__To do__
Work out how many lines of the material below mention the word "Packet"; reply with the number only.
####################
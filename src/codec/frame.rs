//! Raw media frame
//!
//! Owns tightly packed planes of either video pixels or audio samples.
//! Video planes follow the layout described by `VideoPixelFormat::plane_sizes`.
//! Audio frames hold one plane for interleaved formats and one plane per
//! channel for planar formats.

use crate::webcodecs::{AudioSampleFormat, VideoPixelFormat};

use super::{CodecError, CodecResult};

#[derive(Debug, Clone, Copy, PartialEq, Eq)]
enum FrameLayout {
  Video {
    width: u32,
    height: u32,
    format: VideoPixelFormat,
  },
  Audio {
    nb_samples: u32,
    channels: u32,
    sample_rate: u32,
    format: AudioSampleFormat,
  },
}

/// Owned raw frame (video picture or batch of audio samples)
#[derive(Debug, Clone, PartialEq)]
pub struct Frame {
  layout: FrameLayout,
  planes: Vec<Vec<u8>>,
  pts: i64,
  duration: Option<i64>,
}

impl Frame {
  /// Allocate a zeroed video frame
  pub fn new_video(width: u32, height: u32, format: VideoPixelFormat) -> CodecResult<Self> {
    if width == 0 || height == 0 {
      return Err(CodecError::InvalidConfig(format!(
        "Invalid frame dimensions {}x{}",
        width, height
      )));
    }
    let planes = format
      .plane_sizes(width, height)
      .into_iter()
      .map(|(stride, rows)| vec![0u8; stride as usize * rows as usize])
      .collect();

    Ok(Self {
      layout: FrameLayout::Video {
        width,
        height,
        format,
      },
      planes,
      pts: 0,
      duration: None,
    })
  }

  /// Build a video frame from a contiguous buffer with planes back to back
  pub fn from_video_data(
    width: u32,
    height: u32,
    format: VideoPixelFormat,
    data: &[u8],
  ) -> CodecResult<Self> {
    let mut frame = Self::new_video(width, height, format)?;
    let needed = frame.data_size();
    if data.len() < needed {
      return Err(CodecError::InvalidData(format!(
        "Video data too short: need {} bytes, got {}",
        needed,
        data.len()
      )));
    }
    let mut offset = 0;
    for plane in frame.planes.iter_mut() {
      let len = plane.len();
      plane.copy_from_slice(&data[offset..offset + len]);
      offset += len;
    }
    Ok(frame)
  }

  /// Allocate a zeroed audio frame
  pub fn new_audio(
    nb_samples: u32,
    channels: u32,
    sample_rate: u32,
    format: AudioSampleFormat,
  ) -> CodecResult<Self> {
    if channels == 0 || sample_rate == 0 {
      return Err(CodecError::InvalidConfig(format!(
        "Invalid audio layout: {} channels at {} Hz",
        channels, sample_rate
      )));
    }
    let bps = format.bytes_per_sample();
    let planes = if format.is_planar() {
      (0..channels)
        .map(|_| vec![0u8; nb_samples as usize * bps])
        .collect()
    } else {
      vec![vec![0u8; nb_samples as usize * channels as usize * bps]]
    };

    Ok(Self {
      layout: FrameLayout::Audio {
        nb_samples,
        channels,
        sample_rate,
        format,
      },
      planes,
      pts: 0,
      duration: None,
    })
  }

  /// Build an audio frame from a contiguous buffer (planar planes back to back)
  pub fn from_audio_data(
    nb_samples: u32,
    channels: u32,
    sample_rate: u32,
    format: AudioSampleFormat,
    data: &[u8],
  ) -> CodecResult<Self> {
    let mut frame = Self::new_audio(nb_samples, channels, sample_rate, format)?;
    let needed = frame.data_size();
    if data.len() < needed {
      return Err(CodecError::InvalidData(format!(
        "Audio data too short: need {} bytes, got {}",
        needed,
        data.len()
      )));
    }
    let mut offset = 0;
    for plane in frame.planes.iter_mut() {
      let len = plane.len();
      plane.copy_from_slice(&data[offset..offset + len]);
      offset += len;
    }
    Ok(frame)
  }

  // ========================================================================
  // Layout
  // ========================================================================

  pub fn is_video(&self) -> bool {
    matches!(self.layout, FrameLayout::Video { .. })
  }

  pub fn is_audio(&self) -> bool {
    matches!(self.layout, FrameLayout::Audio { .. })
  }

  /// Frame width (0 for audio)
  pub fn width(&self) -> u32 {
    match self.layout {
      FrameLayout::Video { width, .. } => width,
      FrameLayout::Audio { .. } => 0,
    }
  }

  /// Frame height (0 for audio)
  pub fn height(&self) -> u32 {
    match self.layout {
      FrameLayout::Video { height, .. } => height,
      FrameLayout::Audio { .. } => 0,
    }
  }

  pub fn pixel_format(&self) -> Option<VideoPixelFormat> {
    match self.layout {
      FrameLayout::Video { format, .. } => Some(format),
      FrameLayout::Audio { .. } => None,
    }
  }

  /// Samples per channel (0 for video)
  pub fn nb_samples(&self) -> u32 {
    match self.layout {
      FrameLayout::Audio { nb_samples, .. } => nb_samples,
      FrameLayout::Video { .. } => 0,
    }
  }

  pub fn channels(&self) -> u32 {
    match self.layout {
      FrameLayout::Audio { channels, .. } => channels,
      FrameLayout::Video { .. } => 0,
    }
  }

  pub fn sample_rate(&self) -> u32 {
    match self.layout {
      FrameLayout::Audio { sample_rate, .. } => sample_rate,
      FrameLayout::Video { .. } => 0,
    }
  }

  pub fn sample_format(&self) -> Option<AudioSampleFormat> {
    match self.layout {
      FrameLayout::Audio { format, .. } => Some(format),
      FrameLayout::Video { .. } => None,
    }
  }

  // ========================================================================
  // Timing
  // ========================================================================

  /// Presentation timestamp in microseconds
  pub fn pts(&self) -> i64 {
    self.pts
  }

  pub fn set_pts(&mut self, pts: i64) {
    self.pts = pts;
  }

  /// Duration in microseconds
  pub fn duration(&self) -> Option<i64> {
    self.duration
  }

  pub fn set_duration(&mut self, duration: i64) {
    self.duration = Some(duration);
  }

  // ========================================================================
  // Data Access
  // ========================================================================

  pub fn plane_count(&self) -> usize {
    self.planes.len()
  }

  pub fn plane(&self, index: usize) -> Option<&[u8]> {
    self.planes.get(index).map(|p| p.as_slice())
  }

  pub fn plane_mut(&mut self, index: usize) -> Option<&mut [u8]> {
    self.planes.get_mut(index).map(|p| p.as_mut_slice())
  }

  /// Bytes per row of a video plane
  pub fn linesize(&self, index: usize) -> usize {
    match self.layout {
      FrameLayout::Video {
        width,
        height,
        format,
      } => format
        .plane_sizes(width, height)
        .get(index)
        .map(|(stride, _)| *stride as usize)
        .unwrap_or(0),
      FrameLayout::Audio { .. } => self.planes.get(index).map(|p| p.len()).unwrap_or(0),
    }
  }

  /// Channel data: plane `ch` for planar audio, the whole buffer for channel 0
  /// of interleaved audio
  pub fn audio_channel_data(&self, ch: usize) -> Option<&[u8]> {
    let format = self.sample_format()?;
    if format.is_planar() || ch == 0 {
      self.plane(ch)
    } else {
      None
    }
  }

  pub fn audio_channel_data_mut(&mut self, ch: usize) -> Option<&mut [u8]> {
    let format = self.sample_format()?;
    if format.is_planar() || ch == 0 {
      self.plane_mut(ch)
    } else {
      None
    }
  }

  /// Total byte size of all planes
  pub fn data_size(&self) -> usize {
    self.planes.iter().map(|p| p.len()).sum()
  }

  /// Copy all planes back to back into `dest`
  pub fn copy_to_buffer(&self, dest: &mut [u8]) -> CodecResult<usize> {
    let size = self.data_size();
    if dest.len() < size {
      return Err(CodecError::InvalidData(format!(
        "Buffer too small: need {} bytes, got {}",
        size,
        dest.len()
      )));
    }
    let mut offset = 0;
    for plane in &self.planes {
      dest[offset..offset + plane.len()].copy_from_slice(plane);
      offset += plane.len();
    }
    Ok(size)
  }

  /// Contiguous copy of all planes
  pub fn to_vec(&self) -> Vec<u8> {
    self.planes.concat()
  }
}
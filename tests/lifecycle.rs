use std::sync::mpsc;
use std::sync::{Arc, Mutex};
use std::time::Duration;

use tokio::time::timeout;
use webcodec_runtime::codec::{
  CodecId, CodecResult, EncoderEngine, EncoderFactory, EncoderSettings, Frame, MediaFormat,
  Packet,
};
use webcodec_runtime::webcodecs::DOMExceptionName;
use webcodec_runtime::{
  AudioData, AudioDataInit, AudioDecoder, AudioDecoderConfig, AudioDecoderInit, AudioEncoder,
  AudioEncoderConfig, AudioEncoderInit, AudioSampleFormat, CodecRegistry, CodecState,
  EncodedAudioChunk, EncodedAudioChunkInit, EncodedAudioChunkType, VideoDecoder,
  VideoDecoderConfig, VideoEncoder, VideoEncoderConfig, WebCodecs,
};

const WAIT: Duration = Duration::from_secs(10);

fn s16_data(frames: u32, timestamp: i64) -> AudioData {
  AudioData::new(AudioDataInit {
    format: Some(AudioSampleFormat::S16),
    sample_rate: Some(48000),
    number_of_frames: Some(frames),
    number_of_channels: Some(1),
    timestamp: Some(timestamp),
    data: Some((0..frames).flat_map(|i| ((i as i16) * 3).to_le_bytes()).collect()),
  })
  .unwrap()
}

fn pcm_config(codec: &str) -> AudioEncoderConfig {
  AudioEncoderConfig {
    codec: Some(codec.to_string()),
    sample_rate: Some(48000.0),
    number_of_channels: Some(1),
    ..Default::default()
  }
}

/// Holds every frame until the test lets it through
struct GatedEncoder {
  gate: Arc<Mutex<mpsc::Receiver<()>>>,
}

impl EncoderEngine for GatedEncoder {
  fn encode(&mut self, frame: &Frame) -> CodecResult<Vec<Packet>> {
    let _ = self.gate.lock().unwrap().recv();
    Ok(vec![Packet::with_timing(vec![1], frame.pts(), frame.duration(), true)])
  }
  fn flush(&mut self) -> CodecResult<Vec<Packet>> {
    Ok(Vec::new())
  }
  fn reset(&mut self) {}
  fn input_format(&self) -> MediaFormat {
    MediaFormat::Audio(AudioSampleFormat::S16)
  }
}

struct GatedFactory {
  gate: Arc<Mutex<mpsc::Receiver<()>>>,
}

impl EncoderFactory for GatedFactory {
  fn name(&self) -> &'static str {
    "gated"
  }
  fn supports(&self, settings: &EncoderSettings) -> bool {
    settings.codec_id == CodecId::Opus
  }
  fn create(&self, _settings: &EncoderSettings) -> CodecResult<Box<dyn EncoderEngine>> {
    Ok(Box::new(GatedEncoder {
      gate: self.gate.clone(),
    }))
  }
}

#[tokio::test(flavor = "multi_thread")]
async fn queue_size_tracks_pending_work() {
  let (release, gate) = mpsc::channel();
  let mut registry = CodecRegistry::builtin();
  registry.register_encoder(Arc::new(GatedFactory {
    gate: Arc::new(Mutex::new(gate)),
  }));
  let context = WebCodecs::with_registry(registry);

  let outputs = Arc::new(Mutex::new(Vec::new()));
  let sink = outputs.clone();
  let encoder = context
    .audio_encoder(AudioEncoderInit::new(
      move |chunk: EncodedAudioChunk, _| sink.lock().unwrap().push(chunk.timestamp()),
      |_| {},
    ))
    .unwrap();
  assert_eq!(encoder.state(), CodecState::Unconfigured);
  assert_eq!(encoder.encode_queue_size(), 0);

  encoder.configure(pcm_config("opus")).unwrap();
  for i in 0..3 {
    encoder.encode(&s16_data(480, i * 10_000)).unwrap();
  }
  assert_eq!(encoder.encode_queue_size(), 3);

  for _ in 0..3 {
    release.send(()).unwrap();
  }
  timeout(WAIT, encoder.flush()).await.unwrap().unwrap();
  assert_eq!(encoder.encode_queue_size(), 0);
  assert_eq!(outputs.lock().unwrap().len(), 3);
}

#[tokio::test]
async fn decoder_outputs_keep_submission_order() {
  let (tx, rx) = mpsc::channel();
  let decoder = AudioDecoder::new(AudioDecoderInit::new(
    move |data: AudioData| {
      let _ = tx.send((data.timestamp(), data.number_of_frames()));
    },
    |_| {},
  ))
  .unwrap();
  decoder
    .configure(AudioDecoderConfig {
      codec: Some("pcm-s16".into()),
      sample_rate: Some(48000.0),
      number_of_channels: Some(1),
      description: None,
    })
    .unwrap();

  for timestamp in [0, 1024, 2048] {
    let chunk = EncodedAudioChunk::new(EncodedAudioChunkInit {
      chunk_type: Some(EncodedAudioChunkType::Key),
      timestamp: Some(timestamp),
      duration: None,
      data: Some(vec![0u8; 1024 * 2]),
    })
    .unwrap();
    decoder.decode(&chunk).unwrap();
  }
  timeout(WAIT, decoder.flush()).await.unwrap().unwrap();

  let outputs: Vec<_> = rx.try_iter().collect();
  assert_eq!(outputs, vec![(0, 1024), (1024, 1024), (2048, 1024)]);
}

#[tokio::test]
async fn encoder_timestamps_strictly_increase() {
  let (tx, rx) = mpsc::channel();
  let encoder = AudioEncoder::new(AudioEncoderInit::new(
    move |chunk: EncodedAudioChunk, _| {
      let _ = tx.send(chunk.timestamp());
    },
    |_| {},
  ))
  .unwrap();
  encoder.configure(pcm_config("pcm-s16")).unwrap();
  for i in 0..3 {
    encoder.encode(&s16_data(1024, i * 21_333)).unwrap();
  }
  timeout(WAIT, encoder.flush()).await.unwrap().unwrap();

  let timestamps: Vec<i64> = rx.try_iter().collect();
  assert_eq!(timestamps.len(), 3);
  assert_eq!(timestamps[0], 0);
  assert!(timestamps.windows(2).all(|w| w[0] < w[1]));
}

#[tokio::test]
async fn operations_before_configure_and_after_close() {
  let encoder = AudioEncoder::new(AudioEncoderInit::new(|_, _| {}, |_| {})).unwrap();
  let err = encoder.encode(&s16_data(16, 0)).unwrap_err();
  assert_eq!(err.name(), DOMExceptionName::InvalidStateError);

  encoder.close();
  assert_eq!(encoder.state(), CodecState::Closed);
  let err = encoder.configure(pcm_config("pcm-s16")).unwrap_err();
  assert_eq!(err.name(), DOMExceptionName::InvalidStateError);
  let err = timeout(WAIT, encoder.flush()).await.unwrap().unwrap_err();
  assert_eq!(err.name(), DOMExceptionName::InvalidStateError);
}

#[tokio::test]
async fn reset_aborts_pending_flush() {
  let (release, gate) = mpsc::channel();
  let mut registry = CodecRegistry::builtin();
  registry.register_encoder(Arc::new(GatedFactory {
    gate: Arc::new(Mutex::new(gate)),
  }));
  let encoder = AudioEncoder::with_registry(
    AudioEncoderInit::new(|_, _| {}, |_| {}),
    Arc::new(registry),
  )
  .unwrap();
  encoder.configure(pcm_config("opus")).unwrap();
  encoder.encode(&s16_data(480, 0)).unwrap();

  let flush = encoder.flush();
  encoder.reset().unwrap();
  release.send(()).unwrap();
  let err = timeout(WAIT, flush).await.unwrap().unwrap_err();
  assert_eq!(err.name(), DOMExceptionName::AbortError);
  assert_eq!(encoder.state(), CodecState::Unconfigured);
  assert_eq!(encoder.encode_queue_size(), 0);
}

#[tokio::test]
async fn unknown_codecs_are_not_supported() {
  let audio_encoder = AudioEncoder::is_config_supported(pcm_config("unknown-codec"))
    .await
    .unwrap();
  assert!(!audio_encoder.supported);
  assert_eq!(audio_encoder.config.codec.as_deref(), Some("unknown-codec"));

  let audio_decoder = AudioDecoder::is_config_supported(AudioDecoderConfig {
    codec: Some("unknown-codec".into()),
    sample_rate: Some(48000.0),
    number_of_channels: Some(2),
    description: None,
  })
  .await
  .unwrap();
  assert!(!audio_decoder.supported);

  let video_encoder = VideoEncoder::is_config_supported(VideoEncoderConfig {
    codec: Some("unknown-codec".into()),
    width: Some(640),
    height: Some(480),
    ..Default::default()
  })
  .await
  .unwrap();
  assert!(!video_encoder.supported);

  let video_decoder = VideoDecoder::is_config_supported(VideoDecoderConfig {
    codec: Some("unknown-codec".into()),
    ..Default::default()
  })
  .await
  .unwrap();
  assert!(!video_decoder.supported);

  let err = AudioEncoder::is_config_supported(AudioEncoderConfig {
    codec: Some("pcm-s16".into()),
    sample_rate: Some(0.0),
    number_of_channels: Some(1),
    ..Default::default()
  })
  .await
  .unwrap_err();
  assert_eq!(err.name(), DOMExceptionName::TypeError);
}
####################
__Solution for this problem__
4